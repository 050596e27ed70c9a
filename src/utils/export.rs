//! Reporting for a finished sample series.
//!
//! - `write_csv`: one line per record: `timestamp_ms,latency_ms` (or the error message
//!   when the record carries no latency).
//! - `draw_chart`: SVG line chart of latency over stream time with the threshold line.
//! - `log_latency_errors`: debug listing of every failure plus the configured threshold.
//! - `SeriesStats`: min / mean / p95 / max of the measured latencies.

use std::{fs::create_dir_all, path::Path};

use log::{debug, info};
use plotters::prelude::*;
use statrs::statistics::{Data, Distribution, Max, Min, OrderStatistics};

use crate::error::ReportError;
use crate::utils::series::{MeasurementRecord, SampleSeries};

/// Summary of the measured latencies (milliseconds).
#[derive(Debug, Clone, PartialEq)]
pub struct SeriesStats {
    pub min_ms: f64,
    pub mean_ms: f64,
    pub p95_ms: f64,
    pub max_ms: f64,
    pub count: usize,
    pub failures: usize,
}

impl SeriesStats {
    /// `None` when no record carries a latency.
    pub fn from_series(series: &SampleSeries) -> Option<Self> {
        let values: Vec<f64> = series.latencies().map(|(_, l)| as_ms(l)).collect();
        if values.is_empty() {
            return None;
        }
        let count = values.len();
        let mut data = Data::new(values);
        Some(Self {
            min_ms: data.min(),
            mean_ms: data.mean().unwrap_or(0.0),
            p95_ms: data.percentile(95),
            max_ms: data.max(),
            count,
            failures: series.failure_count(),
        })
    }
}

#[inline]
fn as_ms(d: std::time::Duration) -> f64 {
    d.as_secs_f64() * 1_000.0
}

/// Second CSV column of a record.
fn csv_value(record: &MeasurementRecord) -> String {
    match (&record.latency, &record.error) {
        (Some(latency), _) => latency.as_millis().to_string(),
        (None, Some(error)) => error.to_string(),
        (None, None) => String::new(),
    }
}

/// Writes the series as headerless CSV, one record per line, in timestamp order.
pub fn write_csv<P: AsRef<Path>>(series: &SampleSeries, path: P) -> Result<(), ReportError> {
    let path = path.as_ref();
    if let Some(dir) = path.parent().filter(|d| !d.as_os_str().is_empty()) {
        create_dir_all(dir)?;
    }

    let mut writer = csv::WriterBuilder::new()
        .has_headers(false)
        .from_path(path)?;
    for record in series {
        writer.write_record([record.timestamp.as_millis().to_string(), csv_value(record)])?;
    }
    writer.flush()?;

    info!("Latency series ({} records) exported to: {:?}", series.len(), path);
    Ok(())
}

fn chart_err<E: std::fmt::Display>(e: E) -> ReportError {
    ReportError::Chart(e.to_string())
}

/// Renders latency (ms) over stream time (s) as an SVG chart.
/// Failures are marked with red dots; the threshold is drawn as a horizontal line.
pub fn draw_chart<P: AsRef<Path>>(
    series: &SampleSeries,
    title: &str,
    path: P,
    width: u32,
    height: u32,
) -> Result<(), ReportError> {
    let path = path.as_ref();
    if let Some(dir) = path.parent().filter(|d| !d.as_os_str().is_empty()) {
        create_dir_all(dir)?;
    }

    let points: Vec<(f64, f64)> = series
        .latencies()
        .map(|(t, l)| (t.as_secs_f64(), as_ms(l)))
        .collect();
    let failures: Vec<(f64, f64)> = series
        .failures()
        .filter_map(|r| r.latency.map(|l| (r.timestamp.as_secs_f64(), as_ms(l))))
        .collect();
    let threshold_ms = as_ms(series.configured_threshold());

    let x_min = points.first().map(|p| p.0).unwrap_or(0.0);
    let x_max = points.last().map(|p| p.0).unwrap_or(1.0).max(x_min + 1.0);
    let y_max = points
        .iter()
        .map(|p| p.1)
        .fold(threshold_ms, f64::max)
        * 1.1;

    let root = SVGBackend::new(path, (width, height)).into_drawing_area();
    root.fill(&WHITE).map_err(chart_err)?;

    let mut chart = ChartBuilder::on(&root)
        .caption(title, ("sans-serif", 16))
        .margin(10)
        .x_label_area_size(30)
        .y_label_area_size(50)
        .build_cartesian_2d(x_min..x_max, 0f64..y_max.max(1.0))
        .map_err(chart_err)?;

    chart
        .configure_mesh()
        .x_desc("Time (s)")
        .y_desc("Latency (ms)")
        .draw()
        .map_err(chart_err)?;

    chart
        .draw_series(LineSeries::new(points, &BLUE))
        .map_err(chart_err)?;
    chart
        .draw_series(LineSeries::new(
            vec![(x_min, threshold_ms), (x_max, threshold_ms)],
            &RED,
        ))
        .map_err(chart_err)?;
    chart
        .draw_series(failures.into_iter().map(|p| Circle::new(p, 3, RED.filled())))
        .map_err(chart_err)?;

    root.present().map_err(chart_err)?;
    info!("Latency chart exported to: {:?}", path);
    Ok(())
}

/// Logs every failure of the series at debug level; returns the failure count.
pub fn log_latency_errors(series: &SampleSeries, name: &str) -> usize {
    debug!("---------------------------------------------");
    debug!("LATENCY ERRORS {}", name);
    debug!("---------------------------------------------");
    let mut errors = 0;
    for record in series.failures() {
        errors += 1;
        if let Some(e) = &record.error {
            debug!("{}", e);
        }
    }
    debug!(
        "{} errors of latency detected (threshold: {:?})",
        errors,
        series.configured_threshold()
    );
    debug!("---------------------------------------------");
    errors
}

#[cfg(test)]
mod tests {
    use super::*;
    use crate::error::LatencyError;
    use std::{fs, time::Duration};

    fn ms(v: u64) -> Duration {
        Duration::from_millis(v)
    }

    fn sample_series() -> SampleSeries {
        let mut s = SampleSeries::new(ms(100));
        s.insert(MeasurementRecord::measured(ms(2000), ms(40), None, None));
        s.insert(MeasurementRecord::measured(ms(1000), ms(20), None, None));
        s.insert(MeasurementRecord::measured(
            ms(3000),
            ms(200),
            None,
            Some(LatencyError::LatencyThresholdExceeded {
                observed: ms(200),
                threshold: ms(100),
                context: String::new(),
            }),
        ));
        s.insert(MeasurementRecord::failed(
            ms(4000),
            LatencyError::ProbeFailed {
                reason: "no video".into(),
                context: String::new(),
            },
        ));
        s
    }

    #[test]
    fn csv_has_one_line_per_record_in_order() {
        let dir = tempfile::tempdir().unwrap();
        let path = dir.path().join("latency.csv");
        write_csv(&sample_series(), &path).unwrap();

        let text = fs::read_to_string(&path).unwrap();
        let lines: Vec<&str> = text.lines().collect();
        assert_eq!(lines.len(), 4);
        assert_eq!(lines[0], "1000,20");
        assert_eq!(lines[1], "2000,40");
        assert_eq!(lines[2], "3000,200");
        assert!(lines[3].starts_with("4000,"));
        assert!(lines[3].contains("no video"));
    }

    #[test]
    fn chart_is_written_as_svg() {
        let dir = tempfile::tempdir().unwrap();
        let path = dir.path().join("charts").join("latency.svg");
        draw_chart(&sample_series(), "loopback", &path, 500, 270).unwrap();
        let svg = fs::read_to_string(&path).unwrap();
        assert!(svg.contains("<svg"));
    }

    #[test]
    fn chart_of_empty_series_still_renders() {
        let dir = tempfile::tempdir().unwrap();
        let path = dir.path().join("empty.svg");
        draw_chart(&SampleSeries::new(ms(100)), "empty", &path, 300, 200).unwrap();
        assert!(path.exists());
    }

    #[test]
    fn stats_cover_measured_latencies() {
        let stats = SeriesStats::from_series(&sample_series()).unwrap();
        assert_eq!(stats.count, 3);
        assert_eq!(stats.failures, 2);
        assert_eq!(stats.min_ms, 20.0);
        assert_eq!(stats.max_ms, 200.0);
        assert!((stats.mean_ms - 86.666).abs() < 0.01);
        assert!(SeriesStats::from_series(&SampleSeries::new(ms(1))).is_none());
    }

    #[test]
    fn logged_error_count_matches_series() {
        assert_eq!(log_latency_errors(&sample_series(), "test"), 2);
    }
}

------------------------------

Exactly as they are written, print the entries again.

repository 050596e27ed70c9a
filename src/utils/export.rs
//! Reporting for a finished sample series.
//!
//! - `write_csv`: one line per record: `timestamp_ms,latency_ms` (or the error message
//!   when the record carries no latency).
//! - `draw_chart`: SVG line chart of latency over stream time with the threshold line.
//! - `log_latency_errors`: debug listing of every failure plus the configured threshold.
//! - `SeriesStats`: min / mean / p95 / max of the measured latencies.

use std::{fs::create_dir_all, path::Path};

use log::{debug, info};
use plotters::prelude::*;
use statrs::statistics::{Data, Distribution, Max, Min, OrderStatistics};

use crate::error::ReportError;
use crate::utils::series::{MeasurementRecord, SampleSeries};

/// Summary of the measured latencies (milliseconds).
#[derive(Debug, Clone, PartialEq)]
pub struct SeriesStats {
    pub min_ms: f64,
    pub mean_ms: f64,
    pub p95_ms: f64,
    pub max_ms: f64,
    pub count: usize,
    pub failures: usize,
}

impl SeriesStats {
    /// `None` when no record carries a latency.
    pub fn from_series(series: &SampleSeries) -> Option<Self> {
        let values: Vec<f64> = series.latencies().map(|(_, l)| as_ms(l)).collect();
        if values.is_empty() {
            return None;
        }
        let count = values.len();
        let mut data = Data::new(values);
        Some(Self {
            min_ms: data.min(),
            mean_ms: data.mean().unwrap_or(0.0),
            p95_ms: data.percentile(95),
            max_ms: data.max(),
            count,
            failures: series.failure_count(),
        })
    }
}

#[inline]
fn as_ms(d: std::time::Duration) -> f64 {
    d.as_secs_f64() * 1_000.0
}

/// Second CSV column of a record.
fn csv_value(record: &MeasurementRecord) -> String {
    match (&record.latency, &record.error) {
        (Some(latency), _) => latency.as_millis().to_string(),
        (None, Some(error)) => error.to_string(),
        (None, None) => String::new(),
    }
}

/// Writes the series as headerless CSV, one record per line, in timestamp order.
pub fn write_csv<P: AsRef<Path>>(series: &SampleSeries, path: P) -> Result<(), ReportError> {
    let path = path.as_ref();
    if let Some(dir) = path.parent().filter(|d| !d.as_os_str().is_empty()) {
        create_dir_all(dir)?;
    }

    let mut writer = csv::WriterBuilder::new()
        .has_headers(false)
        .from_path(path)?;
    for record in series {
        writer.write_record([record.timestamp.as_millis().to_string(), csv_value(record)])?;
    }
    writer.flush()?;

    info!("Latency series ({} records) exported to: {:?}", series.len(), path);
    Ok(())
}

fn chart_err<E: std::fmt::Display>(e: E) -> ReportError {
    ReportError::Chart(e.to_string())
}

/// Renders latency (ms) over stream time (s) as an SVG chart.
/// Failures are marked with red dots; the threshold is drawn as a horizontal line.
pub fn draw_chart<P: AsRef<Path>>(
    series: &SampleSeries,
    title: &str,
    path: P,
    width: u32,
    height: u32,
) -> Result<(), ReportError> {
    let path = path.as_ref();
    if let Some(dir) = path.parent().filter(|d| !d.as_os_str().is_empty()) {
        create_dir_all(dir)?;
    }

    let points: Vec<(f64, f64)> = series
        .latencies()
        .map(|(t, l)| (t.as_secs_f64(), as_ms(l)))
        .collect();
    let failures: Vec<(f64, f64)> = series
        .failures()
        .filter_map(|r| r.latency.map(|l| (r.timestamp.as_secs_f64(), as_ms(l))))
        .collect();
    let threshold_ms = as_ms(series.configured_threshold());

    let x_min = points.first().map(|p| p.0).unwrap_or(0.0);
    let x_max = points.last().map(|p| p.0).unwrap_or(1.0).max(x_min + 1.0);
    let y_max = points
        .iter()
        .map(|p| p.1)
        .fold(threshold_ms, f64::max)
        * 1.1;

    let root = SVGBackend::new(path, (width, height)).into_drawing_area();
    root.fill(&WHITE).map_err(chart_err)?;

    let mut chart = ChartBuilder::on(&root)
        .caption(title, ("sans-serif", 16))
        .margin(10)
        .x_label_area_size(30)
        .y_label_area_size(50)
        .build_cartesian_2d(x_min..x_max, 0f64..y_max.max(1.0))
        .map_err(chart_err)?;

    chart
        .configure_mesh()
        .x_desc("Time (s)")
        .y_desc("Latency (ms)")
        .draw()
        .map_err(chart_err)?;

    chart
        .draw_series(LineSeries::new(points, &BLUE))
        .map_err(chart_err)?;
    chart
        .draw_series(LineSeries::new(
            vec![(x_min, threshold_ms), (x_max, threshold_ms)],
            &RED,
        ))
        .map_err(chart_err)?;
    chart
        .draw_series(failures.into_iter().map(|p| Circle::new(p, 3, RED.filled())))
        .map_err(chart_err)?;

    root.present().map_err(chart_err)?;
    info!("Latency chart exported to: {:?}", path);
    Ok(())
}

/// Logs every failure of the series at debug level; returns the failure count.
pub fn log_latency_errors(series: &SampleSeries, name: &str) -> usize {
    debug!("---------------------------------------------");
    debug!("LATENCY ERRORS {}", name);
    debug!("---------------------------------------------");
    let mut errors = 0;
    for record in series.failures() {
        errors += 1;
        if let Some(e) = &record.error {
            debug!("{}", e);
        }
    }
    debug!(
        "{} errors of latency detected (threshold: {:?})",
        errors,
        series.configured_threshold()
    );
    debug!("---------------------------------------------");
    errors
}

#[cfg(test)]
mod tests {
    use super::*;
    use crate::error::LatencyError;
    use std::{fs, time::Duration};

    fn ms(v: u64) -> Duration {
        Duration::from_millis(v)
    }

    fn sample_series() -> SampleSeries {
        let mut s = SampleSeries::new(ms(100));
        s.insert(MeasurementRecord::measured(ms(2000), ms(40), None, None));
        s.insert(MeasurementRecord::measured(ms(1000), ms(20), None, None));
        s.insert(MeasurementRecord::measured(
            ms(3000),
            ms(200),
            None,
            Some(LatencyError::LatencyThresholdExceeded {
                observed: ms(200),
                threshold: ms(100),
                context: String::new(),
            }),
        ));
        s.insert(MeasurementRecord::failed(
            ms(4000),
            LatencyError::ProbeFailed {
                reason: "no video".into(),
                context: String::new(),
            },
        ));
        s
    }

    #[test]
    fn csv_has_one_line_per_record_in_order() {
        let dir = tempfile::tempdir().unwrap();
        let path = dir.path().join("latency.csv");
        write_csv(&sample_series(), &path).unwrap();

        let text = fs::read_to_string(&path).unwrap();
        let lines: Vec<&str> = text.lines().collect();
        assert_eq!(lines.len(), 4);
        assert_eq!(lines[0], "1000,20");
        assert_eq!(lines[1], "2000,40");
        assert_eq!(lines[2], "3000,200");
        assert!(lines[3].starts_with("4000,"));
        assert!(lines[3].contains("no video"));
    }

    #[test]
    fn chart_is_written_as_svg() {
        let dir = tempfile::tempdir().unwrap();
        let path = dir.path().join("charts").join("latency.svg");
        draw_chart(&sample_series(), "loopback", &path, 500, 270).unwrap();
        let svg = fs::read_to_string(&path).unwrap();
        assert!(svg.contains("<svg"));
    }

    #[test]
    fn chart_of_empty_series_still_renders() {
        let dir = tempfile::tempdir().unwrap();
        let path = dir.path().join("empty.svg");
        draw_chart(&SampleSeries::new(ms(100)), "empty", &path, 300, 200).unwrap();
        assert!(path.exists());
    }

    #[test]
    fn stats_cover_measured_latencies() {
        let stats = SeriesStats::from_series(&sample_series()).unwrap();
        assert_eq!(stats.count, 3);
        assert_eq!(stats.failures, 2);
        assert_eq!(stats.min_ms, 20.0);
        assert_eq!(stats.max_ms, 200.0);
        assert!((stats.mean_ms - 86.666).abs() < 0.01);
        assert!(SeriesStats::from_series(&SampleSeries::new(ms(1))).is_none());
    }

    #[test]
    fn logged_error_count_matches_series() {
        assert_eq!(log_latency_errors(&sample_series(), "test"), 2);
    }
}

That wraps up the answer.